Opinion: Historic sites can offer insight and inspiration

If you are at a loose end on winter nights during this lockdown period, may I suggest trying a little magic? Not the David Copperfield sort, but rather visiting Defra’s Magic website.

From it origins in mapping the more obvious designations such as nitrate vulnerable zones, the Magic website has evolved into a source of all kinds of information about your farm. Groundwater vulnerability? Check. Priority habitat? Check.

See also: Delivering for the environment has its complications

Just open the big map and zoom in to where your farm is, then start clicking on the buttons down the left-hand side. Warning: don’t click on all of them at once, or your farm will just look like a nuclear explosion.

The historic sites fascinate. Want to know the historic landscape characterisation of your farm? Whether you have any registered battlefields? Or how geographer Dudley Stamp described your farm in his Land Utilisation Survey 1933-1949? It’s all there.

Nothing shows up how little we know about our farm’s history more than the Historic Environment Record (HER). The HER is not on Magic, and the only time most people come across it is in stewardship scheme applications, when it is received and promptly forgotten.

The historic environment has always been the poor relation in stewardship, and I fear it will be the same in Environmental Land Management (ELM). I’ve yet to come across a farmer who knows about anything in their HER, unless it coincides with a bit of family history or is glaringly obvious.

Unfortunately, a lot of historical stuff isn’t obvious. Take the farm I did a survey on recently.
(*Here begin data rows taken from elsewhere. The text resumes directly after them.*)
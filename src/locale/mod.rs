// SPDX-License-Identifier: MPL-2.0
//! Locale identifiers and the language-subtag registry.
//!
//! The site ships three catalogs (`pt-BR`, `en-US`, `es-ES`). A platform locale
//! such as `en-GB` or `pt_BR` is reduced to its language subtag and mapped onto
//! one of them through a [`SubtagRegistry`]. Anything the registry does not know
//! falls back to `pt-BR`.

pub mod resolver;

pub use resolver::{resolve, LocaleResolver, StoredPreferencePolicy};

use std::collections::{BTreeMap, BTreeSet};
use std::fmt;
use std::str::FromStr;
use unic_langid::LanguageIdentifier;

use crate::error::Error;

/// A locale identifier such as `pt-BR`.
///
/// Values produced by platform detection are always canonical. A stored user
/// preference is carried verbatim, so a `LocaleTag` is not guaranteed to name a
/// supported locale.
#[derive(Debug, Clone, PartialEq, Eq, Hash, PartialOrd, Ord)]
pub struct LocaleTag(String);

impl LocaleTag {
    pub fn new(tag: impl Into<String>) -> Self {
        Self(tag.into())
    }

    pub fn as_str(&self) -> &str {
        &self.0
    }
}

impl fmt::Display for LocaleTag {
    fn fmt(&self, f: &mut fmt::Formatter<'_>) -> fmt::Result {
        f.write_str(&self.0)
    }
}

impl AsRef<str> for LocaleTag {
    fn as_ref(&self) -> &str {
        &self.0
    }
}

impl From<SupportedLocale> for LocaleTag {
    fn from(locale: SupportedLocale) -> Self {
        Self(locale.as_tag().to_string())
    }
}

impl From<&LanguageIdentifier> for LocaleTag {
    fn from(langid: &LanguageIdentifier) -> Self {
        Self(langid.to_string())
    }
}

/// The locales the site ships catalogs for.
#[derive(Debug, Clone, Copy, PartialEq, Eq, Hash, Default)]
pub enum SupportedLocale {
    #[default]
    PtBr,
    EnUs,
    EsEs,
}

impl SupportedLocale {
    pub const ALL: [SupportedLocale; 3] = [
        SupportedLocale::PtBr,
        SupportedLocale::EnUs,
        SupportedLocale::EsEs,
    ];

    /// Locale used when nothing better is known.
    pub const DEFAULT: SupportedLocale = SupportedLocale::PtBr;

    pub fn as_tag(self) -> &'static str {
        match self {
            SupportedLocale::PtBr => "pt-BR",
            SupportedLocale::EnUs => "en-US",
            SupportedLocale::EsEs => "es-ES",
        }
    }

    pub fn language_subtag(self) -> &'static str {
        match self {
            SupportedLocale::PtBr => "pt",
            SupportedLocale::EnUs => "en",
            SupportedLocale::EsEs => "es",
        }
    }

    /// Exact, case-sensitive match on the canonical tag.
    pub fn from_tag(tag: &str) -> Option<Self> {
        Self::ALL.into_iter().find(|locale| locale.as_tag() == tag)
    }
}

impl fmt::Display for SupportedLocale {
    fn fmt(&self, f: &mut fmt::Formatter<'_>) -> fmt::Result {
        f.write_str(self.as_tag())
    }
}

impl FromStr for SupportedLocale {
    type Err = Error;

    fn from_str(s: &str) -> Result<Self, Self::Err> {
        Self::from_tag(s.trim()).ok_or_else(|| Error::UnsupportedLocale(s.to_string()))
    }
}

/// Extracts the language subtag from a raw platform locale string.
///
/// Surrounding whitespace is trimmed and everything from the first `-` or `_`
/// on is dropped. No case folding happens here.
///
/// ```
/// use folio_i18n::locale::language_subtag;
///
/// assert_eq!(language_subtag(" pt_BR "), "pt");
/// assert_eq!(language_subtag("es"), "es");
/// assert_eq!(language_subtag(""), "");
/// ```
pub fn language_subtag(raw: &str) -> &str {
    let trimmed = raw.trim();
    trimmed.split(['-', '_']).next().unwrap_or(trimmed)
}

/// Mapping from a two-letter language subtag to the locale that serves it.
#[derive(Debug, Clone, PartialEq, Eq)]
pub struct SubtagRegistry {
    by_subtag: BTreeMap<String, LocaleTag>,
    known: BTreeSet<LocaleTag>,
    fallback: LocaleTag,
}

impl Default for SubtagRegistry {
    fn default() -> Self {
        Self::builtin()
    }
}

impl SubtagRegistry {
    /// The fixed `pt`/`en`/`es` mapping.
    pub fn builtin() -> Self {
        let by_subtag = SupportedLocale::ALL
            .into_iter()
            .map(|locale| (locale.language_subtag().to_string(), locale.into()))
            .collect();
        let known = SupportedLocale::ALL.into_iter().map(LocaleTag::from).collect();
        Self {
            by_subtag,
            known,
            fallback: SupportedLocale::DEFAULT.into(),
        }
    }

    /// Builds the registry from the locales a catalog loader discovered.
    ///
    /// A discovered built-in locale keeps its fixed language (`en-US` serves
    /// `en` even next to `en-GB`). Other languages go to their lowest tag in
    /// sort order, so the result does not depend on discovery order.
    /// The fallback stays `pt-BR` whatever the loader found.
    pub fn from_locales<'a>(locales: impl IntoIterator<Item = &'a LanguageIdentifier>) -> Self {
        let known: BTreeSet<LocaleTag> = locales.into_iter().map(LocaleTag::from).collect();

        let mut by_subtag = BTreeMap::new();
        for locale in SupportedLocale::ALL {
            let tag = LocaleTag::from(locale);
            if known.contains(&tag) {
                by_subtag.insert(locale.language_subtag().to_string(), tag);
            }
        }
        for tag in &known {
            by_subtag
                .entry(language_subtag(tag.as_str()).to_string())
                .or_insert_with(|| tag.clone());
        }

        Self {
            by_subtag,
            known,
            fallback: SupportedLocale::DEFAULT.into(),
        }
    }

    pub fn lookup(&self, subtag: &str) -> Option<&LocaleTag> {
        self.by_subtag.get(subtag)
    }

    pub fn fallback(&self) -> &LocaleTag {
        &self.fallback
    }

    /// Whether `tag` is exactly one of the registered locales, including
    /// ones that do not serve a language subtag (`en-GB` next to `en-US`).
    pub fn contains_tag(&self, tag: &str) -> bool {
        tag == self.fallback.as_str() || self.known.iter().any(|t| t.as_str() == tag)
    }
}

#[cfg(test)]
mod tests {
    use super::*;

    fn langid(s: &str) -> LanguageIdentifier {
        s.parse().expect("valid language identifier")
    }

    #[test]
    fn language_subtag_splits_on_first_separator() {
        assert_eq!(language_subtag("en-GB"), "en");
        assert_eq!(language_subtag("pt_BR"), "pt");
        assert_eq!(language_subtag("zh-Hant-TW"), "zh");
        assert_eq!(language_subtag("es_419-x"), "es");
    }

    #[test]
    fn language_subtag_trims_and_keeps_case() {
        assert_eq!(language_subtag("  en-US\t"), "en");
        assert_eq!(language_subtag("EN-us"), "EN");
    }

    #[test]
    fn language_subtag_of_separator_only_input_is_empty() {
        assert_eq!(language_subtag("-BR"), "");
        assert_eq!(language_subtag("   "), "");
    }

    #[test]
    fn builtin_registry_maps_three_subtags() {
        let registry = SubtagRegistry::builtin();
        assert_eq!(registry.lookup("pt").map(LocaleTag::as_str), Some("pt-BR"));
        assert_eq!(registry.lookup("en").map(LocaleTag::as_str), Some("en-US"));
        assert_eq!(registry.lookup("es").map(LocaleTag::as_str), Some("es-ES"));
        assert!(registry.lookup("fr").is_none());
        assert!(registry.lookup("PT").is_none());
        assert_eq!(registry.fallback().as_str(), "pt-BR");
    }

    #[test]
    fn registry_from_locales_picks_lowest_tag_for_other_languages() {
        let locales = [langid("pt-PT"), langid("pt-BR"), langid("de-DE"), langid("de-AT")];
        let registry = SubtagRegistry::from_locales(&locales);
        assert_eq!(registry.lookup("pt").map(LocaleTag::as_str), Some("pt-BR"));
        assert_eq!(registry.lookup("de").map(LocaleTag::as_str), Some("de-AT"));
        assert_eq!(registry.fallback().as_str(), "pt-BR");
    }

    #[test]
    fn registry_from_builtin_locales_matches_builtin() {
        let locales: Vec<LanguageIdentifier> = SupportedLocale::ALL
            .iter()
            .map(|l| langid(l.as_tag()))
            .collect();
        assert_eq!(SubtagRegistry::from_locales(&locales), SubtagRegistry::builtin());
    }

    #[test]
    fn contains_tag_is_exact() {
        let registry = SubtagRegistry::builtin();
        assert!(registry.contains_tag("es-ES"));
        assert!(!registry.contains_tag("es"));
        assert!(!registry.contains_tag("en-us"));
    }

    #[test]
    fn supported_locale_parses_canonical_tags_only() {
        assert_eq!("en-US".parse::<SupportedLocale>().ok(), Some(SupportedLocale::EnUs));
        assert!(matches!(
            "fr-FR".parse::<SupportedLocale>(),
            Err(Error::UnsupportedLocale(tag)) if tag == "fr-FR"
        ));
        assert!(SupportedLocale::from_tag("pt_BR").is_none());
    }

    #[test]
    fn default_locale_tag_is_pt_br() {
        assert_eq!(LocaleTag::from(SupportedLocale::DEFAULT).to_string(), "pt-BR");
    }

    #[test]
    fn builtin_locale_keeps_its_language_over_regional_siblings() {
        let locales = [langid("en-AU"), langid("en-GB"), langid("en-US"), langid("pt-BR")];
        let registry = SubtagRegistry::from_locales(&locales);

        assert_eq!(registry.lookup("en").map(LocaleTag::as_str), Some("en-US"));
        assert!(registry.contains_tag("en-GB"));
        assert!(registry.contains_tag("en-AU"));
        assert!(!registry.contains_tag("es-ES"));
    }
}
The HER told me it has an old moated farmstead site and, helpfully, the modern map has “moat” next to it in an antique script, as well as a nearby “Moat Farm”. Enough clues?

On the ground, what’s left of the moat looks like a couple of mucky old ponds, but it is medieval, and part of a larger site where the moat (which was a status symbol rather than a real military defence), would have gone round the whole main building.
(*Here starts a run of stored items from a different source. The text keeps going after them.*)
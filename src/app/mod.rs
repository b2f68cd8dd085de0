// SPDX-License-Identifier: MPL-2.0
//! Startup wiring between configuration, preference storage, platform
//! detection and the catalog loader.
//!
//! Everything here runs once per process. The result is a
//! [`TranslationConfig`] owned by the caller; nothing is kept in globals.

pub mod paths;

use std::path::PathBuf;

use tracing::{debug, info, warn};

use crate::config::{self, Config};
use crate::error::{Error, Result};
use crate::i18n::{Catalog, CatalogLoader, TranslationConfig};
use crate::locale::{LocaleResolver, LocaleTag, StoredPreferencePolicy, SubtagRegistry};
use crate::sources::{
    self, FixedLocales, MemoryStore, PlatformLocales, PreferenceStore, SettingsStore,
    SystemLocales,
};

/// Runtime flags passed in from the CLI or launcher to tweak startup behavior.
#[derive(Debug, Default, Clone)]
pub struct Flags {
    /// Optional config directory override (for settings.toml).
    /// Takes precedence over `FOLIO_I18N_CONFIG_DIR` environment variable.
    pub config_dir: Option<String>,
    /// Optional directory containing Fluent `.ftl` files for custom builds.
    pub i18n_dir: Option<String>,
    /// Ignore stored preferences that are not a supported locale.
    pub validate_stored: bool,
    /// Comma-separated platform locale list replacing OS detection.
    pub platform: Option<String>,
}

impl Flags {
    fn config_dir(&self) -> Option<PathBuf> {
        self.config_dir.as_ref().map(PathBuf::from)
    }
}

/// Result of startup: the translation configuration plus any config warning
/// worth surfacing to the user.
#[derive(Debug)]
pub struct Startup {
    pub translation: TranslationConfig,
    pub config_warning: Option<String>,
}

/// Loads catalogs, resolves the initial locale and builds the configuration.
///
/// The subtag registry comes from the catalogs that were actually loaded, so
/// a custom catalog directory extends detection without code changes.
pub fn bootstrap<P, L>(
    store: &P,
    platform: &L,
    loader: &CatalogLoader,
    policy: StoredPreferencePolicy,
) -> Result<TranslationConfig>
where
    P: PreferenceStore + ?Sized,
    L: PlatformLocales + ?Sized,
{
    let messages = loader.load()?;
    let registry = SubtagRegistry::from_locales(messages.values().map(Catalog::langid));
    let locale = LocaleResolver::new(registry)
        .with_policy(policy)
        .resolve_from(store, platform);
    info!("starting with locale {}", locale);
    TranslationConfig::new(locale, messages)
}

/// Performs the full startup sequence described by `flags`.
pub fn start(flags: &Flags) -> Result<Startup> {
    let (config, config_warning) = config::load_with_override(flags.config_dir());

    let loader = catalog_loader(flags, &config);
    let policy = if flags.validate_stored {
        StoredPreferencePolicy::Validate
    } else {
        config.stored_preference_policy()
    };

    let store: Box<dyn PreferenceStore> = match SettingsStore::with_override(flags.config_dir()) {
        Some(store) => Box::new(store),
        None => {
            warn!("no config directory available, ignoring stored preference");
            Box::new(MemoryStore::default())
        }
    };
    let platform = platform_locales(flags);

    let translation = bootstrap(store.as_ref(), platform.as_ref(), &loader, policy)?;
    Ok(Startup {
        translation,
        config_warning,
    })
}

/// Validates `tag` against the loaded catalogs and stores it as the
/// preferred language.
pub fn change_language(flags: &Flags, tag: &str) -> Result<LocaleTag> {
    let (config, _) = config::load_with_override(flags.config_dir());
    let messages = catalog_loader(flags, &config).load()?;
    let registry = SubtagRegistry::from_locales(messages.values().map(Catalog::langid));

    let tag = tag.trim();
    if !registry.contains_tag(tag) {
        return Err(Error::UnsupportedLocale(tag.to_string()));
    }

    let locale = LocaleTag::new(tag);
    let mut store = settings_store(flags)?;
    sources::set_preferred_language(&mut store, &locale)?;
    info!("preferred language set to {}", locale);
    Ok(locale)
}

/// Removes the stored preference.
pub fn clear_language(flags: &Flags) -> Result<()> {
    let mut store = settings_store(flags)?;
    sources::clear_preferred_language(&mut store)?;
    info!("preferred language cleared");
    Ok(())
}

fn settings_store(flags: &Flags) -> Result<SettingsStore> {
    SettingsStore::with_override(flags.config_dir())
        .ok_or_else(|| Error::Config("no config directory available".to_string()))
}

fn catalog_loader(flags: &Flags, config: &Config) -> CatalogLoader {
    let dir = flags
        .i18n_dir
        .as_ref()
        .map(PathBuf::from)
        .or_else(|| config.i18n.catalog_dir.clone());
    match dir {
        Some(dir) => {
            debug!("loading catalogs from {}", dir.display());
            CatalogLoader::from_dir(dir)
        }
        None => CatalogLoader::embedded(),
    }
}

fn platform_locales(flags: &Flags) -> Box<dyn PlatformLocales> {
    match &flags.platform {
        Some(list) => Box::new(FixedLocales::parse_list(list)),
        None => Box::new(SystemLocales),
    }
}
The farmstead shows quite clearly on a 1946 air photo and post-war map, but I didn’t find any remnants of it – if there are any, they will just look like any old bricks and rubble. The whole site is scrubby, overgrown and unmanaged, so it’s perfect for wildlife as well.

Then there is the Second World War command post on another farm that looks like nothing more than an old breezeblock shed – because it was a breezeblock shed. But in its day, it directed a battery of guns nearby, targeting Hitler’s bombers coming over the coast en route to London.
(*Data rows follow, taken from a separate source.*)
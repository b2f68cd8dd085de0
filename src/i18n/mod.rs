// SPDX-License-Identifier: MPL-2.0
//! Internationalization (i18n) support for the site.
//!
//! This module loads the Fluent catalogs and assembles the translation
//! configuration consumed by the rendering layer. Message lookup and
//! formatting are left to that layer.
//!
//! # Features
//!
//! - Embedded `.ftl` catalogs, or a directory of them for custom builds
//! - Locale-subtag registry derived from the catalogs that were found
//! - Fallback to `pt-BR` when the initial locale has no catalog

pub mod fluent;
pub mod translation;

pub use fluent::{Catalog, CatalogLoader};
pub use translation::TranslationConfig;
// SPDX-License-Identifier: MPL-2.0
//! Startup locale resolution.
//!
//! # Priority
//!
//! 1. Stored user preference (`preferred-language`), returned verbatim
//! 2. First platform-reported locale, reduced to its language subtag
//! 3. `pt-BR`
//!
//! Only the first platform locale is consulted: `["fr-FR", "en-US"]` resolves
//! to `pt-BR`, not `en-US`.

use tracing::{debug, warn};

use super::{language_subtag, LocaleTag, SubtagRegistry};
use crate::config::defaults::PREFERRED_LANGUAGE_KEY;
use crate::sources::{PlatformLocales, PreferenceStore};

/// How a stored preference is treated before platform detection runs.
#[derive(Debug, Clone, Copy, PartialEq, Eq, Default)]
pub enum StoredPreferencePolicy {
    /// Return any non-empty stored value unchanged.
    #[default]
    Passthrough,
    /// Accept the stored value only when it is a registered locale tag;
    /// otherwise continue with platform detection.
    Validate,
}

/// Resolves the locale the site starts in.
#[derive(Debug, Clone, Default)]
pub struct LocaleResolver {
    registry: SubtagRegistry,
    policy: StoredPreferencePolicy,
}

impl LocaleResolver {
    pub fn new(registry: SubtagRegistry) -> Self {
        Self {
            registry,
            policy: StoredPreferencePolicy::default(),
        }
    }

    pub fn with_policy(mut self, policy: StoredPreferencePolicy) -> Self {
        self.policy = policy;
        self
    }

    pub fn registry(&self) -> &SubtagRegistry {
        &self.registry
    }

    pub fn policy(&self) -> StoredPreferencePolicy {
        self.policy
    }

    /// Resolves from already-read inputs. Never fails.
    pub fn resolve<I, S>(&self, stored: Option<&str>, platform: I) -> LocaleTag
    where
        I: IntoIterator<Item = S>,
        S: AsRef<str>,
    {
        if let Some(stored) = stored.filter(|s| !s.is_empty()) {
            match self.policy {
                StoredPreferencePolicy::Passthrough => {
                    debug!("using stored preference {:?}", stored);
                    return LocaleTag::new(stored);
                }
                StoredPreferencePolicy::Validate if self.registry.contains_tag(stored) => {
                    debug!("using stored preference {:?}", stored);
                    return LocaleTag::new(stored);
                }
                StoredPreferencePolicy::Validate => {
                    debug!("ignoring unsupported stored preference {:?}", stored);
                }
            }
        }

        let Some(candidate) = platform.into_iter().next() else {
            debug!("no platform locales, using {}", self.registry.fallback());
            return self.registry.fallback().clone();
        };

        let subtag = language_subtag(candidate.as_ref());
        match self.registry.lookup(subtag) {
            Some(tag) => {
                debug!("platform locale {:?} -> {}", candidate.as_ref(), tag);
                tag.clone()
            }
            None => {
                debug!(
                    "platform locale {:?} not supported, using {}",
                    candidate.as_ref(),
                    self.registry.fallback()
                );
                self.registry.fallback().clone()
            }
        }
    }

    /// Reads the stored preference and the platform list once each, then resolves.
    ///
    /// A store that cannot be read counts as having no preference.
    pub fn resolve_from<P, L>(&self, store: &P, platform: &L) -> LocaleTag
    where
        P: PreferenceStore + ?Sized,
        L: PlatformLocales + ?Sized,
    {
        let stored = match store.get(PREFERRED_LANGUAGE_KEY) {
            Ok(value) => value,
            Err(err) => {
                warn!("preference store unavailable, ignoring it: {}", err);
                None
            }
        };
        self.resolve(stored.as_deref(), platform.locales())
    }
}

/// Resolves against the built-in `pt`/`en`/`es` registry with passthrough
/// of stored preferences.
///
/// ```
/// use folio_i18n::locale::resolve;
///
/// assert_eq!(resolve(None, ["en-GB"]).as_str(), "en-US");
/// assert_eq!(resolve(Some("es-ES"), ["en-US"]).as_str(), "es-ES");
/// assert_eq!(resolve(None, Vec::<String>::new()).as_str(), "pt-BR");
/// ```
pub fn resolve<I, S>(stored: Option<&str>, platform: I) -> LocaleTag
where
    I: IntoIterator<Item = S>,
    S: AsRef<str>,
{
    LocaleResolver::default().resolve(stored, platform)
}

#[cfg(test)]
mod tests {
    use super::*;
    use crate::error::{Error, Result};
    use crate::sources::{FixedLocales, MemoryStore};
    use unic_langid::LanguageIdentifier;

    const NO_LOCALES: [&str; 0] = [];

    struct UnreadableStore;

    impl PreferenceStore for UnreadableStore {
        fn get(&self, _key: &str) -> Result<Option<String>> {
            Err(Error::Io("permission denied".to_string()))
        }

        fn set(&mut self, _key: &str, _value: &str) -> Result<()> {
            Err(Error::Io("permission denied".to_string()))
        }

        fn remove(&mut self, _key: &str) -> Result<()> {
            Err(Error::Io("permission denied".to_string()))
        }
    }

    #[test]
    fn supported_subtags_map_regardless_of_region() {
        for (subtag, expected) in [("pt", "pt-BR"), ("en", "en-US"), ("es", "es-ES")] {
            for region in ["US", "GB", "BR", "PT", "MX", "419", "x"] {
                let raw = format!("{subtag}-{region}");
                assert_eq!(resolve(None, [raw.as_str()]).as_str(), expected, "{raw}");
            }
        }
    }

    #[test]
    fn unsupported_subtags_fall_back() {
        for raw in ["fr", "de", "", "zh-CN", "EN-US", "ptBR", "-"] {
            assert_eq!(resolve(None, [raw]).as_str(), "pt-BR", "{raw:?}");
        }
    }

    #[test]
    fn empty_platform_list_falls_back() {
        assert_eq!(resolve(None, NO_LOCALES).as_str(), "pt-BR");
    }

    #[test]
    fn stored_preference_wins_over_platform() {
        assert_eq!(resolve(Some("en-US"), ["es-ES"]).as_str(), "en-US");
        assert_eq!(resolve(Some("en-US"), NO_LOCALES).as_str(), "en-US");
    }

    #[test]
    fn stored_preference_passes_through_unvalidated() {
        assert_eq!(resolve(Some("fr-FR"), ["en-US"]).as_str(), "fr-FR");
        assert_eq!(resolve(Some(" weird "), NO_LOCALES).as_str(), " weird ");
    }

    #[test]
    fn empty_stored_preference_counts_as_absent() {
        assert_eq!(resolve(Some(""), ["es"]).as_str(), "es-ES");
    }

    #[test]
    fn separators_and_whitespace_normalize() {
        assert_eq!(resolve(None, ["pt_BR"]).as_str(), "pt-BR");
        assert_eq!(resolve(None, ["pt-BR"]).as_str(), "pt-BR");
        assert_eq!(resolve(None, [" pt-BR "]).as_str(), "pt-BR");
        assert_eq!(resolve(None, [" en_GB"]).as_str(), "en-US");
    }

    #[test]
    fn only_first_platform_locale_is_consulted() {
        assert_eq!(resolve(None, ["fr-FR", "en-US"]).as_str(), "pt-BR");
        assert_eq!(resolve(None, ["es-MX", "en-US"]).as_str(), "es-ES");
    }

    #[test]
    fn concrete_scenarios() {
        assert_eq!(resolve(None, ["en-US"]).as_str(), "en-US");
        assert_eq!(resolve(None, ["es"]).as_str(), "es-ES");
        assert_eq!(resolve(None, NO_LOCALES).as_str(), "pt-BR");
        assert_eq!(resolve(Some("es-ES"), ["en-US"]).as_str(), "es-ES");
        assert_eq!(resolve(None, ["de-DE"]).as_str(), "pt-BR");
    }

    #[test]
    fn validate_policy_rejects_unknown_stored_value() {
        let resolver = LocaleResolver::default().with_policy(StoredPreferencePolicy::Validate);
        assert_eq!(resolver.resolve(Some("fr-FR"), ["es"]).as_str(), "es-ES");
        assert_eq!(resolver.resolve(Some("en-us"), NO_LOCALES).as_str(), "pt-BR");
        assert_eq!(resolver.resolve(Some("en-US"), ["es"]).as_str(), "en-US");
    }

    #[test]
    fn custom_registry_keeps_fallback() {
        let locales: [LanguageIdentifier; 2] =
            ["de-DE".parse().unwrap(), "en-GB".parse().unwrap()];
        let resolver = LocaleResolver::new(SubtagRegistry::from_locales(&locales));
        assert_eq!(resolver.resolve(None, ["de-AT"]).as_str(), "de-DE");
        assert_eq!(resolver.resolve(None, ["en"]).as_str(), "en-GB");
        assert_eq!(resolver.resolve(None, ["pt-BR"]).as_str(), "pt-BR");
    }

    #[test]
    fn resolve_from_reads_store_and_platform() {
        let mut store = MemoryStore::default();
        let platform = FixedLocales::new(["en-AU"]);
        let resolver = LocaleResolver::default();

        assert_eq!(resolver.resolve_from(&store, &platform).as_str(), "en-US");

        store.set(PREFERRED_LANGUAGE_KEY, "es-ES").unwrap();
        assert_eq!(resolver.resolve_from(&store, &platform).as_str(), "es-ES");
    }

    #[test]
    fn unreadable_store_is_treated_as_absent() {
        let platform = FixedLocales::new(["es-AR"]);
        let locale = LocaleResolver::default().resolve_from(&UnreadableStore, &platform);
        assert_eq!(locale.as_str(), "es-ES");
    }
}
These sites look like a mess to be cleared up, or handy rubble for some hardcore. But people lived and died on that moat site maybe as far back as the 13th century; your father or grandfather might have telegraphed a signal from that shed to the guns, his knuckles white on the telephone receiver.

History might be hidden, but it’s not dead. All those places, and the people who lived and worked there, give depth and meaning to the countryside you live in now. So get on to Magic, dig out that old HER, and bring the past to life…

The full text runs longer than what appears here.